-- Data under study follows --
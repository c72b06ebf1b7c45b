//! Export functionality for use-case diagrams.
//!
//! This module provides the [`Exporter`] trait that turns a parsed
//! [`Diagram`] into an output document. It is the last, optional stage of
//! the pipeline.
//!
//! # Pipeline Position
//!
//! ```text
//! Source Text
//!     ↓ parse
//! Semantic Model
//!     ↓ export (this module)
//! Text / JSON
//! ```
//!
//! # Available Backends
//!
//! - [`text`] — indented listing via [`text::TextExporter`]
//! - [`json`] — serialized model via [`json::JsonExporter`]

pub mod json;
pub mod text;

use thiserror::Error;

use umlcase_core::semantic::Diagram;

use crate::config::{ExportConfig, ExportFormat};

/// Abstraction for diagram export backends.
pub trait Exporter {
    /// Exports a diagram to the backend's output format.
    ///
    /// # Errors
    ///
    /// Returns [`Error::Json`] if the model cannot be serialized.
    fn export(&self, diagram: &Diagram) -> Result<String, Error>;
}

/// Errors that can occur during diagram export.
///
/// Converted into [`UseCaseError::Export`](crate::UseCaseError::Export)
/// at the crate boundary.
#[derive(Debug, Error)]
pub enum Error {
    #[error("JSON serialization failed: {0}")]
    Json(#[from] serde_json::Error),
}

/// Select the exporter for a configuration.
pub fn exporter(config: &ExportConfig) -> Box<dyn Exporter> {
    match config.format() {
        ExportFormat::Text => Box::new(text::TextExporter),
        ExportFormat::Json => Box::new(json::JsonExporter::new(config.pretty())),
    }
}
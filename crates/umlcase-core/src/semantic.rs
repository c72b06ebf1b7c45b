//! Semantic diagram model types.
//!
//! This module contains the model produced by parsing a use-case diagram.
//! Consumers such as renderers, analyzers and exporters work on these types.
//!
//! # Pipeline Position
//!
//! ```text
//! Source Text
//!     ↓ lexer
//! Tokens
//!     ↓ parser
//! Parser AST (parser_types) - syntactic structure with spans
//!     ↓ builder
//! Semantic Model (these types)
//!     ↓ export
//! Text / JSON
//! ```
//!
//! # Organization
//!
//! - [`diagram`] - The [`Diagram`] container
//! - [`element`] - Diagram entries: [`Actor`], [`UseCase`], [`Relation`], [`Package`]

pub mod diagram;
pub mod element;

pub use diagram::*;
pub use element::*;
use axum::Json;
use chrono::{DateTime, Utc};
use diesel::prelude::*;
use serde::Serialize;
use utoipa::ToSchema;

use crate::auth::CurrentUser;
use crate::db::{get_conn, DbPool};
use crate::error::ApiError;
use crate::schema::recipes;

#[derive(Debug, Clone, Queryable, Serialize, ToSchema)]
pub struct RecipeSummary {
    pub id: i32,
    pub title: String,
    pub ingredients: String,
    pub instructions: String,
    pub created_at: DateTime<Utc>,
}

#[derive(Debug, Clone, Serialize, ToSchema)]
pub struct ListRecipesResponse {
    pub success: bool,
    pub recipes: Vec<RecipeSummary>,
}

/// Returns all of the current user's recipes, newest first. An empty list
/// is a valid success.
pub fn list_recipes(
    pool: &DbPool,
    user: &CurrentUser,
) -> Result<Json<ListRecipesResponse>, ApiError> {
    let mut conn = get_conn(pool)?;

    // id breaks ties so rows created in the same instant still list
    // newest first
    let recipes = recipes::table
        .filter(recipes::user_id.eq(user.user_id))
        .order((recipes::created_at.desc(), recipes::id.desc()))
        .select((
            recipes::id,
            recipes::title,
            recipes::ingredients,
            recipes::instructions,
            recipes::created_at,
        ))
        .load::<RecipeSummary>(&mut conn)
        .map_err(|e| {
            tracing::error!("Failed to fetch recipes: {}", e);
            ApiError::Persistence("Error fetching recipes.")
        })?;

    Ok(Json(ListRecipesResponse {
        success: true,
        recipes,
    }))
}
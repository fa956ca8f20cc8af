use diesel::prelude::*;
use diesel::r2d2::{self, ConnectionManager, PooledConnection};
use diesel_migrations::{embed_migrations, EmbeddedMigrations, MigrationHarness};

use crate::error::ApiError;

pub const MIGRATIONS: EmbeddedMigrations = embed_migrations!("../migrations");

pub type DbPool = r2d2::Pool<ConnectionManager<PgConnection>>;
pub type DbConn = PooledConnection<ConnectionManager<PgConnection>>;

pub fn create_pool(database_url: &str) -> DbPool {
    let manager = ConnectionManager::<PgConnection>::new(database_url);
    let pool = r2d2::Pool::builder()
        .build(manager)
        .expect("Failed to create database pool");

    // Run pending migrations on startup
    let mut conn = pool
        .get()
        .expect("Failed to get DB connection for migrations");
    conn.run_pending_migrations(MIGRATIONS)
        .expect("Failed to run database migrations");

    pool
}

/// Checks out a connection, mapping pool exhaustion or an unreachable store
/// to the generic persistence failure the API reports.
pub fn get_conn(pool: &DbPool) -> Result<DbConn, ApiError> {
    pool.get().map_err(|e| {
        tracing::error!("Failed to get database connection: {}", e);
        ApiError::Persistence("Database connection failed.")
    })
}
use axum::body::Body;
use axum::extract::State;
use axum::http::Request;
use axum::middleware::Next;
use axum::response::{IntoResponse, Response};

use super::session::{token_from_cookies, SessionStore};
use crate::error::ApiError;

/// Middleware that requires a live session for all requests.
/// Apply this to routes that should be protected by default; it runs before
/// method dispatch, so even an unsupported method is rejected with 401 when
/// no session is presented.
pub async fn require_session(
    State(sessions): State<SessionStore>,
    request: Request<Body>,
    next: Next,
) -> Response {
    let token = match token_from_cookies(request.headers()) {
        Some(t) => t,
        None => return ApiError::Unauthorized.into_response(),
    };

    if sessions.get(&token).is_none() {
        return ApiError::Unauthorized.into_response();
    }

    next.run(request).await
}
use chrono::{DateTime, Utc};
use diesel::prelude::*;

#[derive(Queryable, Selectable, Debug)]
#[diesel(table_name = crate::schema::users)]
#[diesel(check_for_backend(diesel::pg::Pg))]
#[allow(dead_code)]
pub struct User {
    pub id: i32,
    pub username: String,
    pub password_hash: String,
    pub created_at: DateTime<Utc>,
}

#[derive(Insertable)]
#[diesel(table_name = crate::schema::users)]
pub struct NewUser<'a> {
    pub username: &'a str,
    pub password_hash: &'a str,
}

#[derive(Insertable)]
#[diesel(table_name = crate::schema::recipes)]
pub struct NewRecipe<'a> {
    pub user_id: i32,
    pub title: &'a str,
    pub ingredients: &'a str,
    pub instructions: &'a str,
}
-- Data under study concluded --
-- Data under study follows --
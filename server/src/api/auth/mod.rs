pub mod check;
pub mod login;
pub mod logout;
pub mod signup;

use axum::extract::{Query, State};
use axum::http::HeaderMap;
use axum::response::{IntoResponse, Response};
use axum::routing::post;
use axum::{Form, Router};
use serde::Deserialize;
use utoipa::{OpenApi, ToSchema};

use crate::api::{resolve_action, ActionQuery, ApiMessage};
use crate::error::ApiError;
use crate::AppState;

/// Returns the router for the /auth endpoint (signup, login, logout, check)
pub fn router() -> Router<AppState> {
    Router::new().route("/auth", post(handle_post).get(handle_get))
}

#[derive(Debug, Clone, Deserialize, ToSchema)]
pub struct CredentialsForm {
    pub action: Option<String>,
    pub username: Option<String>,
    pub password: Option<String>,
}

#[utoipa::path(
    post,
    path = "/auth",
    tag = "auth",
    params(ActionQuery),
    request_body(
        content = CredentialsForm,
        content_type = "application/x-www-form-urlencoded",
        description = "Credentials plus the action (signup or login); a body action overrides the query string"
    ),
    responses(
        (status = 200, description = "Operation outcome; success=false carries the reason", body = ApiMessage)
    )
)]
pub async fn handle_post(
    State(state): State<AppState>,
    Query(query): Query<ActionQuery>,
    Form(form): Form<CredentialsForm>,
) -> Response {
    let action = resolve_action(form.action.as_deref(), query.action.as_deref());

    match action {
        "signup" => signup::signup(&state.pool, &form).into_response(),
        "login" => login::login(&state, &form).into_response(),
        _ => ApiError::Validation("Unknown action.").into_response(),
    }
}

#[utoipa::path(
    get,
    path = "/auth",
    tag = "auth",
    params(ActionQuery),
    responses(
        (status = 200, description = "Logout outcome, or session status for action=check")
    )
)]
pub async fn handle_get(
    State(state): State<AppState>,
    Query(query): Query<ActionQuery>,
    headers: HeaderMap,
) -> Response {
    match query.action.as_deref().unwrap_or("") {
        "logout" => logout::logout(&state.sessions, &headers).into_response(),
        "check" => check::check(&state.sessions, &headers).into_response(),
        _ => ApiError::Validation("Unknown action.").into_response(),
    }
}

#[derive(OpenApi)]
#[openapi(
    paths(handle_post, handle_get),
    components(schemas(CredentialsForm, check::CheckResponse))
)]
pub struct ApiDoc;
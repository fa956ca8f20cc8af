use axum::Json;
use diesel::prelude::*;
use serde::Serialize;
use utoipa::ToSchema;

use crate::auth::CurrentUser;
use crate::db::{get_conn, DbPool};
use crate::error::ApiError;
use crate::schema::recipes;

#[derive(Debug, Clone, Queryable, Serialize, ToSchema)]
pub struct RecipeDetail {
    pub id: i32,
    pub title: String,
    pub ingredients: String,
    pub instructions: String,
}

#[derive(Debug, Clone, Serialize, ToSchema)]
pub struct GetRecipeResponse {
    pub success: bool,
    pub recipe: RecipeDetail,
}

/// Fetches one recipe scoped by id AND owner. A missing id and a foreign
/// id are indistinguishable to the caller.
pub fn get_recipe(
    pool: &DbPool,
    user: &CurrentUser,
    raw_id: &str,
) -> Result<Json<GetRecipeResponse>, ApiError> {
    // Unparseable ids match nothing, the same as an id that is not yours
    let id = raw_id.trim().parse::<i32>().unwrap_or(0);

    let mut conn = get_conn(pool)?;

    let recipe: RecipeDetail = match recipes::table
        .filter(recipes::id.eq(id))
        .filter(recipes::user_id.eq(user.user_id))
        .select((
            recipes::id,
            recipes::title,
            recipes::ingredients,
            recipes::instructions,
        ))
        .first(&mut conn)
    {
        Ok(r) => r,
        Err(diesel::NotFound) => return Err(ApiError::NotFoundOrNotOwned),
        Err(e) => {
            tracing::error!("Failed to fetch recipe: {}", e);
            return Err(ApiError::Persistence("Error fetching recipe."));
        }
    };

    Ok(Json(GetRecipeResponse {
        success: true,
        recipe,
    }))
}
-- Data under study concluded --
- What is needed -
Go line by line through the records and copy those that contain the word "newest".

- Response -
/// Returns all of the current user's recipes, newest first. An empty list
    // newest first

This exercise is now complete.